= EXERCISE REQUIREMENTS =
Return only those lines of the records below in which "into" appears.

= Dataset excerpts =
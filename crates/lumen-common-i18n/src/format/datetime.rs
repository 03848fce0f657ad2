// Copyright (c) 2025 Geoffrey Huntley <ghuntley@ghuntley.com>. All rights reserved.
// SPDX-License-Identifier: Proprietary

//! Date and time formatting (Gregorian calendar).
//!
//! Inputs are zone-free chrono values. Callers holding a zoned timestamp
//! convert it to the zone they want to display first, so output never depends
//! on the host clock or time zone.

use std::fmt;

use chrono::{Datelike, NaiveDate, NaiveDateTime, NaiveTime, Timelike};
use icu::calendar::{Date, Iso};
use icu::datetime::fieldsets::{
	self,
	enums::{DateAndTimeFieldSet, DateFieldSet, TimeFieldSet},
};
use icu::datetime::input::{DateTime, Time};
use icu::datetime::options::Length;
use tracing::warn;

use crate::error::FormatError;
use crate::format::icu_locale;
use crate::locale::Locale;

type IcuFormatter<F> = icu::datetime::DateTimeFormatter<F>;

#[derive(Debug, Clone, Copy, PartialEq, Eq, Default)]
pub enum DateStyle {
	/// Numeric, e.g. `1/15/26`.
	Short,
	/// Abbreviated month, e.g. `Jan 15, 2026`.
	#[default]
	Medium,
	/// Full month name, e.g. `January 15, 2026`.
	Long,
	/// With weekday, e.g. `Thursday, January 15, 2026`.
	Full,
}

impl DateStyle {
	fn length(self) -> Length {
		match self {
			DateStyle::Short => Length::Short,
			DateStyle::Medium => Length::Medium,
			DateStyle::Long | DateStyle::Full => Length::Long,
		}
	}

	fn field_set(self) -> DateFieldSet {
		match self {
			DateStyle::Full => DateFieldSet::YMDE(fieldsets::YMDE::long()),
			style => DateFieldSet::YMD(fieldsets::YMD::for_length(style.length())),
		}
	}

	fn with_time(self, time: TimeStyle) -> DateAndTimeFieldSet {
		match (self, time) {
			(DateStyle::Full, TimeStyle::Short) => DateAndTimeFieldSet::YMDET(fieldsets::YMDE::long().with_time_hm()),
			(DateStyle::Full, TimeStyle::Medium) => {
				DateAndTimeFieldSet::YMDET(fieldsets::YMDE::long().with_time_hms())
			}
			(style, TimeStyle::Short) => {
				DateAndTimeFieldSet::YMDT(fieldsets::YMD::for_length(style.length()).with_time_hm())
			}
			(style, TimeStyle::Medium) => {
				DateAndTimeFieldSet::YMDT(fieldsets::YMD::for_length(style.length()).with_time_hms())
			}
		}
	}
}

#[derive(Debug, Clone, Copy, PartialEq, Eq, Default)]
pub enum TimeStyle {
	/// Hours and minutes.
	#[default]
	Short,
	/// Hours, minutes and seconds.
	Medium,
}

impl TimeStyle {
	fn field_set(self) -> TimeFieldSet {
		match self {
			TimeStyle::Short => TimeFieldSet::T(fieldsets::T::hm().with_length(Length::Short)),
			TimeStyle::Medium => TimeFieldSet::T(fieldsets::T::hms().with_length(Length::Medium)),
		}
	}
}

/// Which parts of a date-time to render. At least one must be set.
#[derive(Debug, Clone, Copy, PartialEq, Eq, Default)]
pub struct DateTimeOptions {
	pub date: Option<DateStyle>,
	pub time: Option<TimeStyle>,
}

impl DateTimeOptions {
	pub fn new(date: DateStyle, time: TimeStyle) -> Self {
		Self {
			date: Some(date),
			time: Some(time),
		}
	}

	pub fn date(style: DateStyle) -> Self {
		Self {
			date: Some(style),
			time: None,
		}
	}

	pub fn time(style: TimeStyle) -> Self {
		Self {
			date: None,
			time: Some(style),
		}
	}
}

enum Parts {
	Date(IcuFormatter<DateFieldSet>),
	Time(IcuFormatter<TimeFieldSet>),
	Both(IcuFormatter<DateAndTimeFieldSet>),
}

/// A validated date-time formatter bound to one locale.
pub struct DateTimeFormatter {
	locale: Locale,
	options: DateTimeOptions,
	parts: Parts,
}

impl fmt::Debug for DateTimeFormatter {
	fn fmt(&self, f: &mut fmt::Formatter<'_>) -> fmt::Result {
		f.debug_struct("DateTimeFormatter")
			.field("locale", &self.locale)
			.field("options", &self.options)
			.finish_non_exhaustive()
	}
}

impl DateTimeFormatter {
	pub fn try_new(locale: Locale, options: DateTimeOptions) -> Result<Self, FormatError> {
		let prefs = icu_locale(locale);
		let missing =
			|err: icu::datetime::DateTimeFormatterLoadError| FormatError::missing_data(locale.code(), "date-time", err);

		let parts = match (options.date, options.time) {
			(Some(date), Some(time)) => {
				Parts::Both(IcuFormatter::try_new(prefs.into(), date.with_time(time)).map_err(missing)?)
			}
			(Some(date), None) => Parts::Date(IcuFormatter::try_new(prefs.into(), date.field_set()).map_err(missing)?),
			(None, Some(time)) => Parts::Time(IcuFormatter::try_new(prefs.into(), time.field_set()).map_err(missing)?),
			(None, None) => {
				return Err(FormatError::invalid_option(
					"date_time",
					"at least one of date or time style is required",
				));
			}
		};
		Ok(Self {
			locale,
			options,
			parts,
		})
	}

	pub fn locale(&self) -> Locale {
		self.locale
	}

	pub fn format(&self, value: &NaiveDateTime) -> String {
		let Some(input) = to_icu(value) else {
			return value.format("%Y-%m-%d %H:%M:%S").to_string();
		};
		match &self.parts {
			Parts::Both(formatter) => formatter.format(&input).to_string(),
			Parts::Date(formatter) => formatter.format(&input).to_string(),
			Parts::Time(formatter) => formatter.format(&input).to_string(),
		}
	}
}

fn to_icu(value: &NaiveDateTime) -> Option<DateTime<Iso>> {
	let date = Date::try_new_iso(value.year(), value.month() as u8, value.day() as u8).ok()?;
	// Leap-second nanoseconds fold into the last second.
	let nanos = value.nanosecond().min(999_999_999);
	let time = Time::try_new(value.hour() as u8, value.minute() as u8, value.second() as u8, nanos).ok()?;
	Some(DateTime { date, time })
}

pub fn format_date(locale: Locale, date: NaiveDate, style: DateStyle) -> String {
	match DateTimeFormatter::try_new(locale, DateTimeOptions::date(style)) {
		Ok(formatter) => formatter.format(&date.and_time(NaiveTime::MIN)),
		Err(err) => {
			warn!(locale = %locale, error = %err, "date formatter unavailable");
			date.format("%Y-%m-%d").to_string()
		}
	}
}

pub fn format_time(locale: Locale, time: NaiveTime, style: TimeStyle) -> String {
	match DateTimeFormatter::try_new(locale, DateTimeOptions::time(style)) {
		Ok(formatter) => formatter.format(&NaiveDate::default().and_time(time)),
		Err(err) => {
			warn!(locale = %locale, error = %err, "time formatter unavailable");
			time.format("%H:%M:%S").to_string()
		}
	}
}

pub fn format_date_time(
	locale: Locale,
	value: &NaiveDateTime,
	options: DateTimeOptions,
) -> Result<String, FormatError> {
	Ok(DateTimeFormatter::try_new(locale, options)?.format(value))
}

= ANSWER TO THIS EXERCISE =
				Parts::Both(IcuFormatter::try_new(prefs.into(), date.with_time(time)).map_err(missing)?)
			(Some(date), None) => Parts::Date(IcuFormatter::try_new(prefs.into(), date.field_set()).map_err(missing)?),
			(None, Some(time)) => Parts::Time(IcuFormatter::try_new(prefs.into(), time.field_set()).map_err(missing)?),
	// Leap-second nanoseconds fold into the last second.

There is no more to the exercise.